Application of the evidence into mainstream maternity care is quite another matter.
From my perspective, it's great to see another piece of reliable evidence supporting midwifery continuity of care /caseload midwifery/ one-to-one midwifery. This evidence is published in a respected professional journal, BJOG, and International Journal of Obstetrics and Gynaecology, reporting on research carried out under the strict rules of randomised controlled trials, by the La Trobe University team of midwifery academics, led by Associate Professor Helen McLachlan.
The title of the paper is:
Effects of continuity of care by a primary midwife (caseload midwifery) on caesarean section rates in women of low obstetric risk: the COSMOS randomised controlled trial.
Authors: McLachlan et al, BJOG (2012).
The team of authors of this paper includes midwife academics who were prominent in the 'Team Midwifery' research from LaTrobe Uni more than a decade ago. 'Team midwifery' was adopted into many mainstream maternity units, in an attempt to reduce the huge number of midwives who provided care for individual women during their prenatal, intranatal, and postnatal experience. Women were allocated to the 'Green team' or the 'Pink team'. Midwives work ordinary hospital nursing shifts. Women under 'team midwifery' are usually attended in labour by midwives who are strangers.
Two papers addressing Team Midwifery, authored by Professor Ulla Waldenstrom and others, and Mary-Anne Biro and others in 2000 in the journal BIRTH presented the research findings, and a commentary was written by Karyn Kaufman.
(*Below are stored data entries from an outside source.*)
//! Landmark-to-angle estimation
//!
//! Pure functions from one frame's landmarks to joint angle estimates.
//! Nothing is carried between frames: the same input always gives the same
//! output, and missing or degenerate landmarks give zero for the affected
//! joint only.

pub mod face;
pub mod head;
pub mod limb;
pub mod torso;

pub use face::*;
pub use head::*;
pub use limb::*;
pub use torso::*;

use crate::angles::{JointAngles, Sides};
use crate::config::{BodyConfig, HeadConfig, TrackerConfig};
use crate::error::Result;
use crate::frame::FrameInput;
use crate::landmark::{pose, LandmarkSet};
use glam::Vec3;
use serde::{Deserialize, Serialize};

/// Body joint estimates from one pose detector result.
///
/// A joint is None when its landmarks were missing or degenerate this
/// frame; the other joints are unaffected.
#[derive(Debug, Clone, Copy, PartialEq, Default, Deserialize, Serialize)]
pub struct BodyEstimate {
    pub torso: Option<JointAngles>,
    pub shoulders: Sides<Option<f32>>,
    pub arms: Sides<Option<JointAngles>>,
    pub forearms: Sides<Option<JointAngles>>,
}

impl BodyEstimate {
    /// True when every estimated joint is finite
    pub fn is_finite(&self) -> bool {
        let angles = |s: Sides<Option<JointAngles>>| {
            s.left.is_none_or(|a| a.is_finite()) && s.right.is_none_or(|a| a.is_finite())
        };
        self.torso.is_none_or(|t| t.is_finite())
            && self.shoulders.left.is_none_or(f32::is_finite)
            && self.shoulders.right.is_none_or(f32::is_finite)
            && angles(self.arms)
            && angles(self.forearms)
    }

    /// True if at least one joint was estimated
    pub fn has_joints(&self) -> bool {
        let any = |s: Sides<bool>| s.left || s.right;
        self.torso.is_some()
            || any(self.shoulders.map(|v| v.is_some()))
            || any(self.arms.map(|v| v.is_some()))
            || any(self.forearms.map(|v| v.is_some()))
    }
}

/// Uncalibrated estimates for one frame.
///
/// `head` is None when no face was tracked, `body` when no body was.
#[derive(Debug, Clone, Copy, PartialEq, Default)]
pub struct PoseEstimate {
    pub head: Option<JointAngles>,
    pub body: Option<BodyEstimate>,
    pub face: Option<FaceExpression>,
    pub wrists: Option<Sides<Vec3>>,
}

impl PoseEstimate {
    /// True if at least one calibrated joint was tracked
    pub fn has_joints(&self) -> bool {
        self.head.is_some() || self.body.is_some_and(|b| b.has_joints())
    }
}

fn side_point(body: &LandmarkSet, left: usize, right: usize) -> Sides<Option<Vec3>> {
    Sides::new(body.point(left), body.point(right))
}

fn require_point(body: &LandmarkSet, index: usize) -> Result<Vec3> {
    body.require(index).map(|lm| lm.to_vec3())
}

/// Keep a joint's estimate, or log why there is none
fn tracked<T>(joint: &str, estimate: Result<T>) -> Option<T> {
    estimate.map_err(|e| log::debug!("{}: {}", joint, e)).ok()
}

fn torso_from(body: &LandmarkSet, min_length: f32) -> Result<JointAngles> {
    torso::torso_angles(
        require_point(body, pose::LEFT_SHOULDER)?,
        require_point(body, pose::RIGHT_SHOULDER)?,
        require_point(body, pose::LEFT_HIP)?,
        require_point(body, pose::RIGHT_HIP)?,
        min_length,
    )
}

/// Torso, shoulder, arm and forearm angles for every joint whose landmarks
/// are present
fn estimate_body(body: &LandmarkSet, config: &BodyConfig) -> BodyEstimate {
    let shoulders = side_point(body, pose::LEFT_SHOULDER, pose::RIGHT_SHOULDER);
    let elbows = side_point(body, pose::LEFT_ELBOW, pose::RIGHT_ELBOW);
    let wrists = side_point(body, pose::LEFT_WRIST, pose::RIGHT_WRIST);
    let knuckles = side_point(body, pose::LEFT_INDEX, pose::RIGHT_INDEX);
    let min_len = config.min_segment_length;

    let torso = tracked("torso", torso_from(body, min_len)).map(|t| t.scaled(&config.torso));

    let shoulder_angles = shoulders.zip(elbows, |s, e| {
        let (s, e) = s.zip(e)?;
        tracked("shoulder", limb::shoulder_angle(s.truncate(), e.truncate()))
            .map(|a| a * config.shoulder_sensitivity)
    });

    let upper = shoulders.zip(elbows, |s, e| (s, e)).zip(wrists, |(s, e), w| (s, e, w));
    let arms = upper.map(|(s, e, w)| {
        let ((s, e), w) = s.zip(e).zip(w)?;
        tracked("upper arm", limb::limb_rotation(s, e, w, min_len)).map(|a| a.scaled(&config.arms))
    });

    let lower = elbows.zip(wrists, |e, w| (e, w)).zip(knuckles, |(e, w), k| (e, w, k));
    let forearms = lower.map(|(e, w, k)| {
        let ((e, w), k) = e.zip(w).zip(k)?;
        tracked("forearm", limb::limb_rotation(e, w, k, min_len)).map(|a| a.scaled(&config.forearms))
    });

    BodyEstimate {
        torso,
        shoulders: shoulder_angles,
        arms,
        forearms,
    }
}

/// Runs every estimator over one frame's detector output
#[derive(Debug, Clone, Copy, Default)]
pub struct PoseEstimator {
    head: HeadConfig,
    body: BodyConfig,
}

impl PoseEstimator {
    pub fn new(config: &TrackerConfig) -> Self {
        Self {
            head: config.head,
            body: config.body,
        }
    }

    /// Estimate all joints for one frame
    pub fn estimate(&self, input: &FrameInput) -> PoseEstimate {
        let face = input.face_landmarks.as_ref().filter(|set| !set.is_empty());
        let body = input.pose_landmarks.as_ref().filter(|set| !set.is_empty());

        let head = face.and_then(|f| estimate_head_pose(f, &self.head));
        let expression = estimate_face_expression(face, input.blendshapes.as_deref());

        let wrists = body.and_then(|b| {
            Some(Sides::new(b.point(pose::LEFT_WRIST)?, b.point(pose::RIGHT_WRIST)?))
        });

        PoseEstimate {
            head,
            body: body.map(|b| estimate_body(b, &self.body)),
            face: expression,
            wrists,
        }
    }
}

#[cfg(test)]
pub(crate) mod tests {
    use super::head::tests::face_with;
    use super::*;
    use crate::landmark::Landmark;
    use rand::Rng;
    use wasm_bindgen_test::*;

    /// Standing subject, arms hanging, hands slightly in front
    pub(crate) fn standing_body() -> LandmarkSet {
        let points = [
            (pose::LEFT_SHOULDER, (0.6, 0.3, 0.0)),
            (pose::RIGHT_SHOULDER, (0.4, 0.3, 0.0)),
            (pose::LEFT_ELBOW, (0.62, 0.45, 0.0)),
            (pose::RIGHT_ELBOW, (0.38, 0.45, 0.0)),
            (pose::LEFT_WRIST, (0.63, 0.6, -0.05)),
            (pose::RIGHT_WRIST, (0.37, 0.6, -0.05)),
            (pose::LEFT_INDEX, (0.63, 0.65, -0.06)),
            (pose::RIGHT_INDEX, (0.37, 0.65, -0.06)),
            (pose::LEFT_HIP, (0.58, 0.7, 0.0)),
            (pose::RIGHT_HIP, (0.42, 0.7, 0.0)),
        ];
        points
            .iter()
            .fold(LandmarkSet::default(), |set, &(index, (x, y, z))| {
                set.with_landmark(index, Landmark::new(x, y, z))
            })
    }

    pub(crate) fn full_input(timestamp_ms: f64) -> FrameInput {
        FrameInput {
            timestamp_ms,
            pose_landmarks: Some(standing_body()),
            face_landmarks: Some(face_with((0.5, 0.2), (0.47, 0.18), (0.53, 0.18))),
            blendshapes: None,
        }
    }

    #[test]
    #[wasm_bindgen_test]
    fn test_full_frame_estimates_every_joint() {
        let estimator = PoseEstimator::default();
        let estimate = estimator.estimate(&full_input(0.0));

        assert!(estimate.head.is_some());
        let body = estimate.body.unwrap();
        assert!(body.is_finite());
        assert!(body.torso.is_some());
        assert!(body.shoulders.left.is_some() && body.shoulders.right.is_some());
        assert_ne!(body.arms.left, Some(JointAngles::ZERO));
        assert!(body.forearms.right.is_some());
        assert!(estimate.wrists.is_some());
    }

    #[test]
    #[wasm_bindgen_test]
    fn test_estimator_is_idempotent() {
        let estimator = PoseEstimator::default();
        let input = full_input(0.0);
        let a = estimator.estimate(&input);
        let b = estimator.estimate(&input);
        assert_eq!(a, b);
    }

    #[test]
    #[wasm_bindgen_test]
    fn test_random_landmarks_never_produce_nan() {
        let mut rng = rand::rng();
        let estimator = PoseEstimator::default();

        for _ in 0..200 {
            let mut random_set = |n: usize| {
                LandmarkSet::new(
                    (0..n)
                        .map(|_| Landmark::new(rng.random(), rng.random(), rng.random_range(-0.5..0.5)))
                        .collect(),
                )
            };
            let input = FrameInput {
                timestamp_ms: 0.0,
                pose_landmarks: Some(random_set(33)),
                face_landmarks: Some(random_set(478)),
                blendshapes: None,
            };

            let first = estimator.estimate(&input);
            assert!(first.head.unwrap().is_finite());
            assert!(first.body.unwrap().is_finite());
            assert_eq!(first, estimator.estimate(&input));
        }
    }

    #[test]
    #[wasm_bindgen_test]
    fn test_missing_elbow_drops_that_side_only() {
        let body = standing_body().with_landmark(pose::LEFT_ELBOW, Landmark::new(f32::NAN, 0.0, 0.0));
        let input = FrameInput {
            timestamp_ms: 0.0,
            pose_landmarks: Some(body),
            face_landmarks: None,
            blendshapes: None,
        };
        let body = PoseEstimator::default().estimate(&input).body.unwrap();

        assert_eq!(body.shoulders.left, None);
        assert_eq!(body.arms.left, None);
        assert_eq!(body.forearms.left, None);
        assert!(body.arms.right.is_some());
        assert!(body.torso.is_some());
    }

    #[test]
    #[wasm_bindgen_test]
    fn test_missing_hip_leaves_limbs_tracked() {
        let body = standing_body().with_landmark(pose::LEFT_HIP, Landmark::new(f32::NAN, 0.0, 0.0));
        let input = FrameInput {
            timestamp_ms: 0.0,
            pose_landmarks: Some(body),
            face_landmarks: None,
            blendshapes: None,
        };
        let estimate = PoseEstimator::default().estimate(&input);
        let body = estimate.body.unwrap();

        assert_eq!(body.torso, None);
        assert!(body.shoulders.left.is_some());
        assert!(body.arms.left.is_some() && body.forearms.right.is_some());
        assert!(estimate.has_joints());
    }

    #[test]
    #[wasm_bindgen_test]
    fn test_no_subject_means_no_joints() {
        let input = FrameInput {
            timestamp_ms: 0.0,
            pose_landmarks: Some(LandmarkSet::default()),
            face_landmarks: None,
            blendshapes: None,
        };
        let estimate = PoseEstimator::default().estimate(&input);
        assert!(!estimate.has_joints());
        assert!(estimate.face.is_none());
    }
}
Kaufman, a midwife academic and a member of a community-based midwifery practice in Canada highlighted in her review the lack of difference between the control or ‘standard care’ and the intervention, team midwifery. Kaufman commented that “midwifery care that follows strict medical protocols is not the same as midwifery care that is enacted from a philosophy of normal birth and is individually negotiated with labouring women.” This statement sounds logical, yet many Australian midwives at the time may not have realised that midwifery care for well women can be enacted from a philosophy of normal birth.
The primary outcome of the continuity of care by a primary midwife (caseload midwifery) trial is that
"In settings with a relatively high baseline caesarean section rate, caseload midwifery for women at low obstetric risk shows promise for reducing caesarean births."
Besides having fewer caesareans, women allocated to 'caseload' were more likely to have a spontaneous vaginal birth, less likely to have epidural or episiotomy, and their babies were less likely to be taken to the special care nursery than those who received standard care.
Good for mother, good for baby.
Good for the midwife, too.
In the highly formal language of academia, the authors have boldly come to the conclusion that the midwives with caseloads "can make a difference by reducing the caesarean section rate."
When a reduced likelihood of caesarean can be demonstrated for women at low risk of complications, it's time for the midwifery profession to celebrate.
Evidence demands action.
This is reliable evidence.
This research was carried out under strict controls.
Midwives and maternity services must be challenged to apply the evidence to practice. The usual practise of midwifery should be in a caseload model, working autonomously in their scope of practice to promote, protect and support physiological processes in birth whenever possible ('Plan A'). Not as shiftworker nurses in hospitals who work as assistants to obstetricians.
Only when midwives are willing to take action on evidence will we see improvements in birth outcomes: healthier mothers and babies.